Marx has likened the Hindu weaver to a spider, and this comparison expresses his scorn for manual labor, just as he attributed a certain dullness and stupidity to the life of the peasants whose work, at the time, was predominantly done by hand. But is the factory weaver any less a spider? Judged by its basic assumptions, Marxism is a modified Spinozism, and it suffers from the errors of Spinoza's system.

The notion that manual labor is monotonous and that this so-called tedious monotony is eliminated by technical progress – this notion is false. The opposite is true.
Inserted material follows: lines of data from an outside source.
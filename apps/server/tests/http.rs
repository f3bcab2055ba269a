use axum::Router;
use axum::body::Body;
use axum::http::{Method, Request, StatusCode, header};
use folio::domain::config::AppConfig;
use folio_server::Server;
use http_body_util::BodyExt;
use serde_json::{Value, json};
use tower::ServiceExt;

async fn server() -> Server {
    Server::builder().config(AppConfig::default()).build().await.expect("server over mem://")
}

async fn send(app: &Router, request: Request<Body>) -> (StatusCode, Value) {
    let response = app.clone().oneshot(request).await.expect("infallible router");
    let status = response.status();
    let bytes = response.into_body().collect().await.expect("read body").to_bytes();
    let body = if bytes.is_empty() { Value::Null } else { serde_json::from_slice(&bytes).unwrap_or(Value::Null) };
    (status, body)
}

fn get(uri: &str) -> Request<Body> {
    Request::get(uri).body(Body::empty()).expect("request")
}

fn post_json(uri: &str, body: &Value) -> Request<Body> {
    Request::post(uri)
        .header(header::CONTENT_TYPE, "application/json")
        .body(Body::from(body.to_string()))
        .expect("request")
}

fn john_smith() -> Value {
    json!({
        "name": "John Smith",
        "email": "john.smith@example.com",
        "subject": "Business Inquiry",
        "message": "I would like to discuss a potential project."
    })
}

#[tokio::test]
async fn contact_round_trip() {
    let app = server().await.router();

    let (status, stored) = send(&app, post_json("/api/portfolio/contact", &john_smith())).await;
    assert_eq!(status, StatusCode::OK);
    for field in ["name", "email", "subject", "message"] {
        assert_eq!(stored[field], john_smith()[field]);
    }
    assert!(stored["id"].as_str().is_some_and(|id| !id.is_empty()));
    assert!(stored["timestamp"].is_string());

    let (status, listed) = send(&app, get("/api/portfolio/contact/messages")).await;
    assert_eq!(status, StatusCode::OK);
    assert_eq!(listed[0]["id"], stored["id"]);
    assert_eq!(listed[0]["name"], "John Smith");
}

#[tokio::test]
async fn empty_store_lists_nothing() {
    let app = server().await.router();

    let (status, listed) = send(&app, get("/api/portfolio/contact/messages")).await;
    assert_eq!(status, StatusCode::OK);
    assert_eq!(listed, json!([]));
}

#[tokio::test]
async fn invalid_submission_is_rejected_with_every_field() {
    let app = server().await.router();
    let invalid = json!({ "name": "", "email": "invalid-email", "subject": "", "message": "" });

    let (status, body) = send(&app, post_json("/api/portfolio/contact", &invalid)).await;
    assert_eq!(status, StatusCode::UNPROCESSABLE_ENTITY);
    let fields: Vec<_> =
        body["detail"].as_array().expect("field list").iter().map(|e| e["field"].clone()).collect();
    assert_eq!(fields, [json!("name"), json!("email"), json!("subject"), json!("message")]);

    let (_, listed) = send(&app, get("/api/portfolio/contact/messages")).await;
    assert_eq!(listed, json!([]));
}

#[tokio::test]
async fn client_cannot_choose_id_or_timestamp() {
    let app = server().await.router();
    let mut body = john_smith();
    body["id"] = json!("chosen-by-client");
    body["timestamp"] = json!("2001-01-01T00:00:00Z");

    let (status, stored) = send(&app, post_json("/api/portfolio/contact", &body)).await;
    assert_eq!(status, StatusCode::OK);
    assert_ne!(stored["id"], "chosen-by-client");
    assert_ne!(stored["timestamp"], "2001-01-01T00:00:00Z");
}

#[tokio::test]
async fn undecodable_bodies_are_classified() {
    let app = server().await.router();

    let malformed = Request::post("/api/portfolio/contact")
        .header(header::CONTENT_TYPE, "application/json")
        .body(Body::from("{\"name\": "))
        .expect("request");
    let (status, body) = send(&app, malformed).await;
    assert_eq!(status, StatusCode::BAD_REQUEST);
    assert!(body["detail"].is_string());

    let (status, body) =
        send(&app, post_json("/api/portfolio/contact", &json!({ "name": "No Email" }))).await;
    assert_eq!(status, StatusCode::UNPROCESSABLE_ENTITY);
    assert!(body["detail"].is_string());

    let untyped = Request::post("/api/portfolio/contact")
        .body(Body::from(john_smith().to_string()))
        .expect("request");
    let (status, _) = send(&app, untyped).await;
    assert_eq!(status, StatusCode::UNSUPPORTED_MEDIA_TYPE);
}

#[tokio::test]
async fn store_failure_is_reported() {
    let server = server().await;
    server
        .state()
        .database
        .query("DEFINE FIELD OVERWRITE name ON contact_message TYPE int")
        .await
        .expect("redefine field")
        .check()
        .expect("redefine field");
    let app = server.router();

    let (status, body) = send(&app, post_json("/api/portfolio/contact", &john_smith())).await;
    assert_eq!(status, StatusCode::INTERNAL_SERVER_ERROR);
    let detail = body["detail"].as_str().expect("string detail");
    assert!(detail.starts_with("Failed to save message: "), "{detail}");
}

#[tokio::test]
async fn portfolio_content_is_served() {
    let app = server().await.router();

    let (status, body) = send(&app, get("/api/")).await;
    assert_eq!(status, StatusCode::OK);
    assert_eq!(body, json!({ "message": "Folio Portfolio API" }));

    let (status, info) = send(&app, get("/api/portfolio/personal-info")).await;
    assert_eq!(status, StatusCode::OK);
    assert!(info["availability_status"].is_string());

    let (status, about) = send(&app, get("/api/portfolio/about")).await;
    assert_eq!(status, StatusCode::OK);
    assert_eq!(about["stats"]["business_growth"]["value"], "25%");

    for (uri, len) in
        [("/api/portfolio/skills", 3), ("/api/portfolio/experience", 2), ("/api/portfolio/projects", 3)]
    {
        let (status, list) = send(&app, get(uri)).await;
        assert_eq!(status, StatusCode::OK, "{uri}");
        assert_eq!(list.as_array().map(Vec::len), Some(len), "{uri}");
    }
}

#[tokio::test]
async fn health_reports_store_status() {
    let app = server().await.router();

    let response = app.clone().oneshot(get("/health")).await.expect("infallible router");
    assert_eq!(response.status(), StatusCode::OK);
    assert_eq!(
        response.headers().get(header::CACHE_CONTROL).and_then(|v| v.to_str().ok()),
        Some("no-store, no-cache, must-revalidate")
    );

    let (_, body) = send(&app, get("/health")).await;
    assert_eq!(body["status"], "up");
    assert_eq!(body["database"], "up");
}

#[tokio::test]
async fn wildcard_cors_answers_preflight() {
    let app = server().await.router();
    let preflight = Request::builder()
        .method(Method::OPTIONS)
        .uri("/api/portfolio/contact")
        .header(header::ORIGIN, "https://visitor.example.com")
        .header(header::ACCESS_CONTROL_REQUEST_METHOD, "POST")
        .body(Body::empty())
        .expect("request");

    let response = app.oneshot(preflight).await.expect("infallible router");
    assert!(response.status().is_success());
    assert_eq!(
        response.headers().get(header::ACCESS_CONTROL_ALLOW_ORIGIN).and_then(|v| v.to_str().ok()),
        Some("*")
    );
}

#[tokio::test]
async fn explicit_origins_allow_credentials() {
    let mut cfg = AppConfig::default();
    cfg.server.cors.allowed_origins = vec!["https://folio.example.com".to_owned()];
    let app = Server::builder().config(cfg).build().await.expect("server").router();

    let request = Request::get("/api/")
        .header(header::ORIGIN, "https://folio.example.com")
        .body(Body::empty())
        .expect("request");
    let response = app.clone().oneshot(request).await.expect("infallible router");
    let headers = response.headers();
    assert_eq!(
        headers.get(header::ACCESS_CONTROL_ALLOW_ORIGIN).and_then(|v| v.to_str().ok()),
        Some("https://folio.example.com")
    );
    assert_eq!(
        headers.get(header::ACCESS_CONTROL_ALLOW_CREDENTIALS).and_then(|v| v.to_str().ok()),
        Some("true")
    );

    let foreign = Request::get("/api/")
        .header(header::ORIGIN, "https://elsewhere.example.com")
        .body(Body::empty())
        .expect("request");
    let response = app.oneshot(foreign).await.expect("infallible router");
    assert!(response.headers().get(header::ACCESS_CONTROL_ALLOW_ORIGIN).is_none());
}

#[tokio::test]
async fn docs_are_served() {
    let app = server().await.router();
    let response = app.oneshot(get("/docs")).await.expect("infallible router");
    assert_eq!(response.status(), StatusCode::OK);
}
Nor does the heavy, dirty work that man has to do grow less, for there is no decrease in the number of rubbish piles and sewers in the

world. Manual labor does not at all decrease with the advance of the machine; rather it increases and, so far as it is in the service of the machine, it changes in its nature.4

From the human hand all things originate and into it they all return. All mechanisms have evolved from, and are controlled by, us. Even the most ingenious and accomplished automaton is far from allowing our hands to rest, much less replacing them, for it is not a separate mechanism working by itself, but a part of a vast technical apparatus whose constant development entails an increase in the amount of work. No one who postulates that all work that can be done mechanically must be done mechanically should support his claim with the assertion that mechanization gives relief to the worker. For mechanization not only increases the amount of mechanical motion and the wear produced by this motion; it also increases the amount of labor. The technician is forever intent upon extending the dominion of the machine, and this is the cause for the demand that all that can be mechanized must be mechanized. But, to take an extreme example, should pedestrians be abolished because we have mechanical conveyances that relieve us of walking?